Items listed in a dataset:
BEGIN

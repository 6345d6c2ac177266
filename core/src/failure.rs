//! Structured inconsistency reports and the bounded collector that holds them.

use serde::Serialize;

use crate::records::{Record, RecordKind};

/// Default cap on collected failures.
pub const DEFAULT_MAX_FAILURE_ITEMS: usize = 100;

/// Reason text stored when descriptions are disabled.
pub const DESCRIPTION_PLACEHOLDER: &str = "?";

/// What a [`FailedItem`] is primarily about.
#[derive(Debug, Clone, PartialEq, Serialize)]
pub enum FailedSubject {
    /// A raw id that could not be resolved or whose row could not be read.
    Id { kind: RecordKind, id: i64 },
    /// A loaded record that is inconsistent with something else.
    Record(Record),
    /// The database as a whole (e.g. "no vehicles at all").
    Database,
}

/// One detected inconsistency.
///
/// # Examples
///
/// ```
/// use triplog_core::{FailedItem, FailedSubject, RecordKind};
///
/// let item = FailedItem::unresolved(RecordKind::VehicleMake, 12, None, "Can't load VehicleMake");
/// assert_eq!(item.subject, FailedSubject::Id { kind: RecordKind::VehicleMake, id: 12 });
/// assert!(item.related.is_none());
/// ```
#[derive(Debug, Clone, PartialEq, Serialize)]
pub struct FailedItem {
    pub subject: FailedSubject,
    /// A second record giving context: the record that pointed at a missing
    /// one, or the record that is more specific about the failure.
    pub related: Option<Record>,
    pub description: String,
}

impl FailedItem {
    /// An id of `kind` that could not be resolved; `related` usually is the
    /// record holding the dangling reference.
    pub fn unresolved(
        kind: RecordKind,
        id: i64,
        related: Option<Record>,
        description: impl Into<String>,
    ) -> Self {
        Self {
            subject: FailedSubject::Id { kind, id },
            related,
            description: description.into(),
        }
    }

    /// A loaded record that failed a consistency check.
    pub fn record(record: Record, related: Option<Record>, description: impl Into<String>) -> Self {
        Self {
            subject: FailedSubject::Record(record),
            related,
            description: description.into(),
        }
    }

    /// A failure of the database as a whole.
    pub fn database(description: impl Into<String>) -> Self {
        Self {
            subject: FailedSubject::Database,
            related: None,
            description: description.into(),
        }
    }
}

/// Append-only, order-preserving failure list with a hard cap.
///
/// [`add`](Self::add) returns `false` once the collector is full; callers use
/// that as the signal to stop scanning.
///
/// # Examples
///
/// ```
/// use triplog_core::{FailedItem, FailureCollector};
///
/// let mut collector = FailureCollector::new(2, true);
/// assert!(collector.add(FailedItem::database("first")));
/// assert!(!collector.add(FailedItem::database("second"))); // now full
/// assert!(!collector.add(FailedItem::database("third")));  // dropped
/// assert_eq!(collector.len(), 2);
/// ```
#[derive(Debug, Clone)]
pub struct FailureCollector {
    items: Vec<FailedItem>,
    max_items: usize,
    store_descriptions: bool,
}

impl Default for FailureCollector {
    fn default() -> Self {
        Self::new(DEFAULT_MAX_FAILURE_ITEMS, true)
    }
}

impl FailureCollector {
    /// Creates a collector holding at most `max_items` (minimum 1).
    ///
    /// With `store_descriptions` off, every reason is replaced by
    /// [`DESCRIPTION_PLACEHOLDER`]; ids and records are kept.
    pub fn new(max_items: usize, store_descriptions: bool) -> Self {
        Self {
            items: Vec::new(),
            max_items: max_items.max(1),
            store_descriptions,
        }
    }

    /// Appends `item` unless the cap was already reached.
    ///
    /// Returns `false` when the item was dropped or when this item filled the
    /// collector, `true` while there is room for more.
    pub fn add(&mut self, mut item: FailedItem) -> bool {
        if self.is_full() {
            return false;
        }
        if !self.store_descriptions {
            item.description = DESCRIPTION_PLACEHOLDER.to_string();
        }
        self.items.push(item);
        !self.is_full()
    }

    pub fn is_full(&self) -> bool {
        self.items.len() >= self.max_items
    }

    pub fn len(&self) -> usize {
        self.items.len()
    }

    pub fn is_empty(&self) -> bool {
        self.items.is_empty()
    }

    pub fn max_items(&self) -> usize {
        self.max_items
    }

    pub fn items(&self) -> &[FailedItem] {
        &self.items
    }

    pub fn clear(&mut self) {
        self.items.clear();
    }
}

END
BEGIN

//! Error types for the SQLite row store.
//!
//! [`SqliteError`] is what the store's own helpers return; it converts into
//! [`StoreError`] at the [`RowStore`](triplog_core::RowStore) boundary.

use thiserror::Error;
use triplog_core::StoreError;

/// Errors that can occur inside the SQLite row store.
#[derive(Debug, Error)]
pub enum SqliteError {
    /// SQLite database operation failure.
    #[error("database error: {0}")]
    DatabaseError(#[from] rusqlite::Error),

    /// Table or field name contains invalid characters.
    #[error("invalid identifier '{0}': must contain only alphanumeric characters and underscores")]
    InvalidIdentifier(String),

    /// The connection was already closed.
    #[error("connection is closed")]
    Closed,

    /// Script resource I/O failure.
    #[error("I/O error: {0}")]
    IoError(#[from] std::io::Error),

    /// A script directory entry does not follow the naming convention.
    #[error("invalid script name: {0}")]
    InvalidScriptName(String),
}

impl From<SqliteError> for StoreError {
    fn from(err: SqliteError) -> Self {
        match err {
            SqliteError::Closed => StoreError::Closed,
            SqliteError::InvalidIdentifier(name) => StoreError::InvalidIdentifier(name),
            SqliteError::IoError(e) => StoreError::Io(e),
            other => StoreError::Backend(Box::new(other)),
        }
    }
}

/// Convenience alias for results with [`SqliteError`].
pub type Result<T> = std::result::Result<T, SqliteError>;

END

_What this task involves_: Among the lines above, list those that contain the word "connection".

_Task answer_:
    /// The connection was already closed.
    #[error("connection is closed")]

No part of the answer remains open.